Exposé print issues (1993-2011)
Wadada Leo Smith — America's National Parks
(Cuneiform Rune 430/431, 2016, 2CD)
by Jon Davis, Published 2017-01-27
A couple of years ago I reviewed Wadada Leo Smith’s Great Lakes Suites, and I noted that he was on a roll, producing numerous large-scale projects. That roll has continued — discogs.com lists 12 releases over the years 2014-16, two of which were double CD sets, on nearly as many different record labels (Cuneiform, RareNoise, Tzadik, ECM, and TUM among them).
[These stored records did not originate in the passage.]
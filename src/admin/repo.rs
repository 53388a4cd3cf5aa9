use anyhow::Context;
use sqlx::PgPool;
use uuid::Uuid;

use super::repo_types::{Admin, DailyRevenue, DashboardStats, DriverSummary, MonthlyRevenue, UserSummary};
use crate::drivers::repo_types::DriverStatus;

const ADMIN_COLUMNS: &str = "id, name, email, password_hash, role, created_at";

impl Admin {
    pub async fn find_by_email(db: &PgPool, email: &str) -> anyhow::Result<Option<Admin>> {
        let admin = sqlx::query_as::<_, Admin>(&format!(
            "SELECT {ADMIN_COLUMNS} FROM admins WHERE email = $1"
        ))
        .bind(email)
        .fetch_optional(db)
        .await?;
        Ok(admin)
    }

    pub async fn find_by_id(db: &PgPool, id: Uuid) -> anyhow::Result<Option<Admin>> {
        let admin = sqlx::query_as::<_, Admin>(&format!(
            "SELECT {ADMIN_COLUMNS} FROM admins WHERE id = $1"
        ))
        .bind(id)
        .fetch_optional(db)
        .await?;
        Ok(admin)
    }

    pub async fn create(
        db: &PgPool,
        name: &str,
        email: &str,
        password_hash: &str,
        role: &str,
    ) -> anyhow::Result<Admin> {
        let admin = sqlx::query_as::<_, Admin>(&format!(
            r#"
            INSERT INTO admins (id, name, email, password_hash, role)
            VALUES ($1, $2, $3, $4, $5)
            RETURNING {ADMIN_COLUMNS}
            "#
        ))
        .bind(Uuid::new_v4())
        .bind(name)
        .bind(email)
        .bind(password_hash)
        .bind(role)
        .fetch_one(db)
        .await
        .context("insert admin")?;
        Ok(admin)
    }

    /// Insert or reset the credentials of the configured bootstrap admin.
    pub async fn upsert(db: &PgPool, name: &str, email: &str, password_hash: &str) -> anyhow::Result<Admin> {
        let admin = sqlx::query_as::<_, Admin>(&format!(
            r#"
            INSERT INTO admins (id, name, email, password_hash, role)
            VALUES ($1, $2, $3, $4, 'super_admin')
            ON CONFLICT (email) DO UPDATE
               SET name = EXCLUDED.name, password_hash = EXCLUDED.password_hash
            RETURNING {ADMIN_COLUMNS}
            "#
        ))
        .bind(Uuid::new_v4())
        .bind(name)
        .bind(email)
        .bind(password_hash)
        .fetch_one(db)
        .await
        .context("upsert admin")?;
        Ok(admin)
    }
}

pub async fn dashboard_stats(db: &PgPool) -> anyhow::Result<DashboardStats> {
    let stats = sqlx::query_as::<_, DashboardStats>(
        r#"
        SELECT
            (SELECT COUNT(*) FROM users) AS users,
            (SELECT COUNT(*) FROM drivers) AS drivers,
            (SELECT COUNT(*) FROM drivers WHERE status = 'pending') AS pending_drivers,
            (SELECT COUNT(*) FROM drivers WHERE is_available AND status = 'approved') AS active_drivers,
            (SELECT COUNT(*) FROM rides) AS total_rides,
            (SELECT COUNT(*) FROM rides WHERE status = 'completed') AS completed_rides,
            (SELECT COUNT(*) FROM rides
              WHERE status IN ('pending', 'accepted', 'picked_up')) AS active_rides,
            (SELECT COALESCE(SUM(final_fare), 0)::float8 FROM rides
              WHERE status = 'completed') AS total_revenue,
            (SELECT COALESCE(SUM(final_fare), 0)::float8 FROM rides
              WHERE status = 'completed' AND created_at::date = CURRENT_DATE) AS today_revenue,
            (SELECT COUNT(*) FROM rides WHERE created_at::date = CURRENT_DATE) AS today_rides
        "#,
    )
    .fetch_one(db)
    .await
    .context("dashboard stats")?;
    Ok(stats)
}

pub async fn list_users(db: &PgPool) -> anyhow::Result<Vec<UserSummary>> {
    let rows = sqlx::query_as::<_, UserSummary>(
        r#"
        SELECT u.id, u.name, u.email, u.phone, u.created_at, COUNT(r.id) AS total_rides
          FROM users u
          LEFT JOIN rides r ON u.id = r.user_id
         GROUP BY u.id
         ORDER BY u.created_at DESC
        "#,
    )
    .fetch_all(db)
    .await
    .context("list users")?;
    Ok(rows)
}

pub async fn list_drivers(db: &PgPool, status: Option<DriverStatus>) -> anyhow::Result<Vec<DriverSummary>> {
    let rows = sqlx::query_as::<_, DriverSummary>(
        r#"
        SELECT d.id, d.name, d.email, d.phone, d.license_number, d.vehicle_type,
               d.vehicle_model, d.vehicle_plate, d.vehicle_color, d.status, d.is_available,
               d.rating, d.total_rides, d.created_at,
               COUNT(r.id) AS completed_rides
          FROM drivers d
          LEFT JOIN rides r ON d.id = r.driver_id AND r.status = 'completed'
         WHERE ($1::text IS NULL OR d.status = $1)
         GROUP BY d.id
         ORDER BY d.created_at DESC
        "#,
    )
    .bind(status.map(DriverStatus::as_str))
    .fetch_all(db)
    .await
    .context("list drivers")?;
    Ok(rows)
}

/// Anything but approval also takes the driver off the road.
pub async fn set_driver_status(db: &PgPool, driver_id: Uuid, status: DriverStatus) -> anyhow::Result<bool> {
    let res = sqlx::query(
        r#"
        UPDATE drivers
           SET status = $2,
               is_available = CASE WHEN $2 = 'approved' THEN is_available ELSE FALSE END
         WHERE id = $1
        "#,
    )
    .bind(driver_id)
    .bind(status.as_str())
    .execute(db)
    .await
    .context("set driver status")?;
    Ok(res.rows_affected() > 0)
}

pub async fn delete_user(db: &PgPool, user_id: Uuid) -> anyhow::Result<bool> {
    let res = sqlx::query("DELETE FROM users WHERE id = $1")
        .bind(user_id)
        .execute(db)
        .await
        .context("delete user")?;
    Ok(res.rows_affected() > 0)
}

pub async fn delete_driver(db: &PgPool, driver_id: Uuid) -> anyhow::Result<bool> {
    let res = sqlx::query("DELETE FROM drivers WHERE id = $1")
        .bind(driver_id)
        .execute(db)
        .await
        .context("delete driver")?;
    Ok(res.rows_affected() > 0)
}

pub async fn daily_revenue(db: &PgPool, days: i32) -> anyhow::Result<Vec<DailyRevenue>> {
    let rows = sqlx::query_as::<_, DailyRevenue>(
        r#"
        SELECT to_char(created_at::date, 'YYYY-MM-DD') AS date,
               COUNT(*) AS rides,
               COALESCE(SUM(final_fare), 0)::float8 AS revenue
          FROM rides
         WHERE status = 'completed' AND created_at >= now() - make_interval(days => $1)
         GROUP BY created_at::date
         ORDER BY created_at::date DESC
        "#,
    )
    .bind(days)
    .fetch_all(db)
    .await
    .context("daily revenue")?;
    Ok(rows)
}

pub async fn monthly_revenue(db: &PgPool, months: i32) -> anyhow::Result<Vec<MonthlyRevenue>> {
    let rows = sqlx::query_as::<_, MonthlyRevenue>(
        r#"
        SELECT to_char(date_trunc('month', created_at), 'YYYY-MM') AS month,
               COUNT(*) AS rides,
               COALESCE(SUM(final_fare), 0)::float8 AS revenue
          FROM rides
         WHERE status = 'completed' AND created_at >= now() - make_interval(months => $1)
         GROUP BY date_trunc('month', created_at)
         ORDER BY date_trunc('month', created_at) DESC
        "#,
    )
    .bind(months)
    .fetch_all(db)
    .await
    .context("monthly revenue")?;
    Ok(rows)
}
use crate::state::AppState;
use axum::Router;

pub mod dto;
pub mod fare;
pub mod handlers;
pub mod repo;
pub mod repo_types;
pub mod services;
pub mod status;

pub fn router() -> Router<AppState> {
    Router::new()
        .merge(handlers::rider_routes())
        .merge(handlers::driver_routes())
}
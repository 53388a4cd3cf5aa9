use crate::state::AppState;
use axum::Router;

mod dto;
pub mod handlers;
pub mod repo;
pub mod repo_types;

pub fn router() -> Router<AppState> {
    handlers::driver_routes()
}
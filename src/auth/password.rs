use argon2::{
    password_hash::{self, PasswordHash, PasswordHasher, PasswordVerifier, SaltString},
    Argon2,
};
use rand::rngs::OsRng;
use tracing::error;

use crate::error::{ApiError, ApiResult};

pub const MIN_PASSWORD_LEN: usize = 8;

/// Rejects passwords shorter than [`MIN_PASSWORD_LEN`] characters.
pub fn check_password(plain: &str) -> ApiResult<()> {
    if plain.chars().count() < MIN_PASSWORD_LEN {
        return Err(ApiError::bad_request(format!(
            "Password must be at least {MIN_PASSWORD_LEN} characters"
        )));
    }
    Ok(())
}

/// Argon2id hash in PHC string form, salted from the OS RNG.
pub fn hash_password(plain: &str) -> anyhow::Result<String> {
    let salt = SaltString::generate(&mut OsRng);
    Argon2::default()
        .hash_password(plain.as_bytes(), &salt)
        .map(|h| h.to_string())
        .map_err(|e| {
            error!(error = %e, "argon2 hash failed");
            anyhow::anyhow!("hash password: {e}")
        })
}

/// `Ok(false)` on a wrong password; `Err` only when the stored hash is unusable.
pub fn verify_password(plain: &str, stored: &str) -> anyhow::Result<bool> {
    let parsed = PasswordHash::new(stored).map_err(|e| {
        error!(error = %e, "stored password hash is malformed");
        anyhow::anyhow!("parse password hash: {e}")
    })?;
    match Argon2::default().verify_password(plain.as_bytes(), &parsed) {
        Ok(()) => Ok(true),
        Err(password_hash::Error::Password) => Ok(false),
        Err(e) => Err(anyhow::anyhow!("verify password: {e}")),
    }
}

#[cfg(test)]
mod tests {
    use super::*;

    #[test]
    fn stored_hash_verifies_only_its_password() {
        let hash = hash_password("R1der$ecret!").unwrap();
        assert!(verify_password("R1der$ecret!", &hash).unwrap());
        assert!(!verify_password("r1der$ecret!", &hash).unwrap());
    }

    #[test]
    fn malformed_hash_is_an_error_not_a_mismatch() {
        assert!(verify_password("anything", "plaintext-from-a-seed-script").is_err());
    }

    #[test]
    fn same_password_hashes_differently() {
        let a = hash_password("driver-license-4471").unwrap();
        let b = hash_password("driver-license-4471").unwrap();
        assert_ne!(a, b);
        assert!(a.starts_with("$argon2id$"));
    }

    #[test]
    fn short_passwords_are_rejected() {
        assert!(check_password("short").is_err());
        assert!(check_password("eight888").is_ok());
        // counted in characters, not bytes
        assert!(check_password("ééééééé").is_err());
    }
}
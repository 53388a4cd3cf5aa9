use axum::{
    async_trait,
    extract::{FromRef, FromRequestParts},
    http::request::Parts,
};
use tracing::warn;
use uuid::Uuid;

use super::claims::{Role, TokenKind};
use super::jwt::JwtKeys;
use crate::error::ApiError;

/// Any authenticated account, with its role.
#[derive(Debug, Clone, Copy)]
pub struct AuthPrincipal {
    pub id: Uuid,
    pub role: Role,
}

/// Authenticated rider.
#[derive(Debug)]
pub struct AuthUser(pub Uuid);

/// Authenticated driver.
#[derive(Debug)]
pub struct AuthDriver(pub Uuid);

/// Authenticated admin.
#[derive(Debug)]
pub struct AuthAdmin(pub Uuid);

fn bearer_token(parts: &Parts) -> Result<&str, ApiError> {
    let header = parts
        .headers
        .get(axum::http::header::AUTHORIZATION)
        .and_then(|v| v.to_str().ok())
        .ok_or_else(|| ApiError::Unauthorized("Access token required".into()))?;

    header
        .strip_prefix("Bearer ")
        .or_else(|| header.strip_prefix("bearer "))
        .map(str::trim)
        .filter(|t| !t.is_empty())
        .ok_or_else(|| ApiError::Unauthorized("Access token required".into()))
}

#[async_trait]
impl<S> FromRequestParts<S> for AuthPrincipal
where
    S: Send + Sync,
    JwtKeys: FromRef<S>,
{
    type Rejection = ApiError;

    async fn from_request_parts(parts: &mut Parts, state: &S) -> Result<Self, Self::Rejection> {
        let token = bearer_token(parts)?;
        let keys = JwtKeys::from_ref(state);

        let claims = keys.verify(token).map_err(|e| {
            warn!(error = %e, "invalid or expired token");
            ApiError::Forbidden("Invalid or expired token".into())
        })?;

        if claims.kind != TokenKind::Access {
            return Err(ApiError::Unauthorized("Access token required".into()));
        }

        Ok(AuthPrincipal {
            id: claims.sub,
            role: claims.role,
        })
    }
}

async fn require_role<S>(parts: &mut Parts, state: &S, role: Role) -> Result<Uuid, ApiError>
where
    S: Send + Sync,
    JwtKeys: FromRef<S>,
{
    let principal = AuthPrincipal::from_request_parts(parts, state).await?;
    if principal.role != role {
        warn!(sub = %principal.id, have = ?principal.role, want = ?role, "role mismatch");
        return Err(ApiError::Forbidden(format!(
            "Access denied. {} only.",
            role.label()
        )));
    }
    Ok(principal.id)
}

#[async_trait]
impl<S> FromRequestParts<S> for AuthUser
where
    S: Send + Sync,
    JwtKeys: FromRef<S>,
{
    type Rejection = ApiError;

    async fn from_request_parts(parts: &mut Parts, state: &S) -> Result<Self, Self::Rejection> {
        require_role(parts, state, Role::User).await.map(AuthUser)
    }
}

#[async_trait]
impl<S> FromRequestParts<S> for AuthDriver
where
    S: Send + Sync,
    JwtKeys: FromRef<S>,
{
    type Rejection = ApiError;

    async fn from_request_parts(parts: &mut Parts, state: &S) -> Result<Self, Self::Rejection> {
        require_role(parts, state, Role::Driver).await.map(AuthDriver)
    }
}

#[async_trait]
impl<S> FromRequestParts<S> for AuthAdmin
where
    S: Send + Sync,
    JwtKeys: FromRef<S>,
{
    type Rejection = ApiError;

    async fn from_request_parts(parts: &mut Parts, state: &S) -> Result<Self, Self::Rejection> {
        require_role(parts, state, Role::Admin).await.map(AuthAdmin)
    }
}

#[cfg(test)]
mod tests {
    use super::*;
    use crate::state::AppState;
    use axum::http::{Request, StatusCode};

    fn parts_with(auth: Option<String>) -> Parts {
        let mut req = Request::builder().uri("/");
        if let Some(v) = auth {
            req = req.header("authorization", v);
        }
        req.body(()).unwrap().into_parts().0
    }

    #[tokio::test]
    async fn missing_header_is_unauthorized() {
        let state = AppState::fake();
        let mut parts = parts_with(None);
        let err = AuthUser::from_request_parts(&mut parts, &state).await.err().unwrap();
        assert_eq!(err.status(), StatusCode::UNAUTHORIZED);
    }

    #[tokio::test]
    async fn garbage_token_is_forbidden() {
        let state = AppState::fake();
        let mut parts = parts_with(Some("Bearer not-a-jwt".into()));
        let err = AuthPrincipal::from_request_parts(&mut parts, &state).await.err().unwrap();
        assert_eq!(err.status(), StatusCode::FORBIDDEN);
    }

    #[tokio::test]
    async fn wrong_role_is_forbidden() {
        let state = AppState::fake();
        let keys = JwtKeys::from_ref(&state);
        let token = keys.sign_access(Uuid::new_v4(), Role::User).unwrap();
        let mut parts = parts_with(Some(format!("Bearer {token}")));
        let err = AuthDriver::from_request_parts(&mut parts, &state).await.err().unwrap();
        assert_eq!(err.status(), StatusCode::FORBIDDEN);
        assert_eq!(err.to_string(), "Access denied. Driver only.");
    }

    #[tokio::test]
    async fn matching_role_yields_subject() {
        let state = AppState::fake();
        let keys = JwtKeys::from_ref(&state);
        let admin = Uuid::new_v4();
        let token = keys.sign_access(admin, Role::Admin).unwrap();
        let mut parts = parts_with(Some(format!("Bearer {token}")));
        let AuthAdmin(id) = AuthAdmin::from_request_parts(&mut parts, &state).await.ok().unwrap();
        assert_eq!(id, admin);
    }

    #[tokio::test]
    async fn refresh_token_is_not_an_access_token() {
        let state = AppState::fake();
        let keys = JwtKeys::from_ref(&state);
        let token = keys.sign_refresh(Uuid::new_v4(), Role::User).unwrap();
        let mut parts = parts_with(Some(format!("Bearer {token}")));
        let err = AuthUser::from_request_parts(&mut parts, &state).await.err().unwrap();
        assert_eq!(err.status(), StatusCode::UNAUTHORIZED);
    }
}
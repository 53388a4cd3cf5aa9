use serde::{Deserialize, Serialize};
use sqlx::FromRow;
use time::OffsetDateTime;
use uuid::Uuid;

/// Rider record in the database.
#[derive(Debug, Clone, Serialize, Deserialize, FromRow)]
pub struct User {
    pub id: Uuid,
    pub name: String,
    pub email: String,
    pub phone: String,
    #[serde(skip_serializing)]
    pub password_hash: String,        // Argon2 hash, not exposed in JSON
    pub profile_image: Option<String>,
    #[serde(with = "time::serde::rfc3339")]
    pub created_at: OffsetDateTime,
}
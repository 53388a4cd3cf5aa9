use serde::{Deserialize, Serialize};

use super::repo_types::{DailyRevenue, DriverSummary, MonthlyRevenue, UserSummary};
use crate::rides::repo_types::RideOverview;

#[derive(Debug, Default, Deserialize)]
pub struct StatusFilter {
    pub status: Option<String>,
}

#[derive(Debug, Deserialize)]
pub struct DriverStatusRequest {
    pub status: String,
}

#[derive(Debug, Deserialize)]
pub struct CreateAdminRequest {
    pub name: String,
    pub email: String,
    pub password: String,
    pub role: Option<String>,
}

#[derive(Debug, Serialize)]
pub struct UsersResponse {
    pub users: Vec<UserSummary>,
}

#[derive(Debug, Serialize)]
pub struct DriversResponse {
    pub drivers: Vec<DriverSummary>,
}

#[derive(Debug, Serialize)]
pub struct RidesResponse {
    pub rides: Vec<RideOverview>,
}

#[derive(Debug, Serialize)]
pub struct RevenueResponse {
    pub daily: Vec<DailyRevenue>,
    pub monthly: Vec<MonthlyRevenue>,
}
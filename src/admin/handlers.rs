use axum::{
    extract::State,
    http::StatusCode,
    routing::{delete, get, post, put},
    Json, Router,
};
use tracing::{info, instrument, warn};
use uuid::Uuid;

use super::dto::{
    CreateAdminRequest, DriverStatusRequest, DriversResponse, RevenueResponse, RidesResponse, StatusFilter,
    UsersResponse,
};
use super::repo;
use super::repo_types::{Admin, DashboardStats};
use super::services::normalize_role;
use crate::{
    auth::{
        extractors::AuthAdmin,
        password::{check_password, hash_password},
        services::{normalize_email, require_field},
    },
    drivers::repo_types::DriverStatus,
    error::{ApiError, ApiResult},
    extract::{ApiJson, ApiPath, ApiQuery},
    response::MessageResponse,
    rides::{self, status::RideStatus},
    state::AppState,
};

const RIDES_LIMIT: i64 = 100;
const REVENUE_DAYS: i32 = 7;
const REVENUE_MONTHS: i32 = 6;

pub fn admin_routes() -> Router<AppState> {
    Router::new()
        .route("/admin/dashboard", get(dashboard))
        .route("/admin/users", get(list_users))
        .route("/admin/users/:user_id", delete(delete_user))
        .route("/admin/drivers", get(list_drivers))
        .route("/admin/drivers/:driver_id", delete(delete_driver))
        .route("/admin/drivers/:driver_id/status", put(update_driver_status))
        .route("/admin/rides", get(list_rides))
        .route("/admin/analytics/revenue", get(revenue))
        .route("/admin/create", post(create_admin))
}

fn parse_filter<T: std::str::FromStr>(raw: Option<&str>) -> ApiResult<Option<T>> {
    match raw.map(str::trim).filter(|s| !s.is_empty()) {
        None => Ok(None),
        Some(s) => s
            .parse()
            .map(Some)
            .map_err(|_| ApiError::bad_request("Invalid status")),
    }
}

#[instrument(skip(state))]
pub async fn dashboard(State(state): State<AppState>, AuthAdmin(_admin): AuthAdmin) -> ApiResult<Json<DashboardStats>> {
    let stats = repo::dashboard_stats(&state.db).await?;
    Ok(Json(stats))
}

#[instrument(skip(state))]
pub async fn list_users(State(state): State<AppState>, AuthAdmin(_admin): AuthAdmin) -> ApiResult<Json<UsersResponse>> {
    let users = repo::list_users(&state.db).await?;
    Ok(Json(UsersResponse { users }))
}

#[instrument(skip(state))]
pub async fn list_drivers(
    State(state): State<AppState>,
    AuthAdmin(_admin): AuthAdmin,
    ApiQuery(filter): ApiQuery<StatusFilter>,
) -> ApiResult<Json<DriversResponse>> {
    let status = parse_filter::<DriverStatus>(filter.status.as_deref())?;
    let drivers = repo::list_drivers(&state.db, status).await?;
    Ok(Json(DriversResponse { drivers }))
}

#[instrument(skip(state))]
pub async fn update_driver_status(
    State(state): State<AppState>,
    AuthAdmin(admin_id): AuthAdmin,
    ApiPath(driver_id): ApiPath<Uuid>,
    ApiJson(body): ApiJson<DriverStatusRequest>,
) -> ApiResult<Json<MessageResponse>> {
    let status = body
        .status
        .parse::<DriverStatus>()
        .ok()
        .filter(|s| s.is_admin_settable())
        .ok_or_else(|| ApiError::bad_request("Invalid status"))?;

    if !repo::set_driver_status(&state.db, driver_id, status).await? {
        return Err(ApiError::not_found("Driver not found"));
    }

    info!(%admin_id, %driver_id, %status, "driver status changed");
    state.events.driver_status(driver_id, status.as_str());
    Ok(Json(MessageResponse::new(format!("Driver {status} successfully"))))
}

#[instrument(skip(state))]
pub async fn list_rides(
    State(state): State<AppState>,
    AuthAdmin(_admin): AuthAdmin,
    ApiQuery(filter): ApiQuery<StatusFilter>,
) -> ApiResult<Json<RidesResponse>> {
    let status = parse_filter::<RideStatus>(filter.status.as_deref())?;
    let rides = rides::repo::list_overview(&state.db, status, RIDES_LIMIT).await?;
    Ok(Json(RidesResponse { rides }))
}

#[instrument(skip(state))]
pub async fn revenue(State(state): State<AppState>, AuthAdmin(_admin): AuthAdmin) -> ApiResult<Json<RevenueResponse>> {
    let daily = repo::daily_revenue(&state.db, REVENUE_DAYS).await?;
    let monthly = repo::monthly_revenue(&state.db, REVENUE_MONTHS).await?;
    Ok(Json(RevenueResponse { daily, monthly }))
}

#[instrument(skip(state))]
pub async fn delete_user(
    State(state): State<AppState>,
    AuthAdmin(admin_id): AuthAdmin,
    ApiPath(user_id): ApiPath<Uuid>,
) -> ApiResult<Json<MessageResponse>> {
    if !repo::delete_user(&state.db, user_id).await? {
        return Err(ApiError::not_found("User not found"));
    }
    warn!(%admin_id, %user_id, "user deleted");
    Ok(Json(MessageResponse::new("User deleted successfully")))
}

#[instrument(skip(state))]
pub async fn delete_driver(
    State(state): State<AppState>,
    AuthAdmin(admin_id): AuthAdmin,
    ApiPath(driver_id): ApiPath<Uuid>,
) -> ApiResult<Json<MessageResponse>> {
    if !repo::delete_driver(&state.db, driver_id).await? {
        return Err(ApiError::not_found("Driver not found"));
    }
    warn!(%admin_id, %driver_id, "driver deleted");
    Ok(Json(MessageResponse::new("Driver deleted successfully")))
}

#[instrument(skip(state, body))]
pub async fn create_admin(
    State(state): State<AppState>,
    AuthAdmin(admin_id): AuthAdmin,
    ApiJson(body): ApiJson<CreateAdminRequest>,
) -> ApiResult<(StatusCode, Json<MessageResponse>)> {
    let name = require_field(&body.name, "Name")?;
    let email = normalize_email(&body.email)?;
    check_password(&body.password)?;
    let role = normalize_role(body.role.as_deref()).ok_or_else(|| ApiError::bad_request("Invalid role"))?;

    if Admin::find_by_email(&state.db, &email).await?.is_some() {
        return Err(ApiError::conflict("Email already exists"));
    }

    let hash = hash_password(&body.password)?;
    let created = Admin::create(&state.db, name, &email, &hash, role).await?;
    info!(%admin_id, new_admin = %created.id, role, "admin created");

    Ok((StatusCode::CREATED, Json(MessageResponse::new("Admin created successfully"))))
}

#[cfg(test)]
mod tests {
    use super::*;

    #[test]
    fn empty_filter_means_all() {
        assert_eq!(parse_filter::<RideStatus>(None).unwrap(), None);
        assert_eq!(parse_filter::<RideStatus>(Some("")).unwrap(), None);
    }

    #[test]
    fn filter_parses_known_statuses() {
        assert_eq!(
            parse_filter::<RideStatus>(Some("picked_up")).unwrap(),
            Some(RideStatus::PickedUp)
        );
        assert_eq!(
            parse_filter::<DriverStatus>(Some("pending")).unwrap(),
            Some(DriverStatus::Pending)
        );
        assert!(parse_filter::<DriverStatus>(Some("retired")).is_err());
    }
}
For his newest Cuneiform release, his theme is a loose interpretation of US National Parks: Yellowstone, Sequoia/Kings Canyon, and Yosemite are the actual National Parks; other “parks” include “New Orleans: The National Culture Park USA 1718,” “Eileen Jackson Southern, 1920-2002: A Literary National Park,” and “The Mississippi River: Dark and Deep Dreams Flow the River – a National Memorial Park c. 5000 BC.” The musicians on board include some familiar names. Bassist John Lindberg is here, and pianist Anthony Davis; the drummer is free jazz legend Pheeroan akLaff, and Ashley Walters adds a new dimension with her cello. The expanded instrumentation provides Smith with a broader range of tone colors to take advantage of. The cello in particular often acts as a counterbalance to the trumpet, and Walters’ mastery of extended playing techniques is well utilized. “The Mississippi River” has a section where Lindberg’s plucked bass and Walters’ eerie cello play off each other, and such moments are spread across the 90+ minutes of this suite — all of the possible combinations of two and three instruments are presented, as well as solo spots. The virtues of this ensemble are many. I particularly like the way akLaff can play freely without tripping up the group when they’re playing together. He has a way of swinging that is idiosyncratic but works in this context. Davis is great at the piano as well, with a comparable way of mixing free playing with Smith’s themes, so it almost seems that the coordinated sections just coalesced out of telepathy. Once again, Wadada Leo Smith has produced a monumental work of contemporary jazz, and while a listener might not always want to commit to the full set in a sitting, each of the pieces is a considerable achievement on its own, proving that jazz need not be augmented by electronics to be valid in today’s world.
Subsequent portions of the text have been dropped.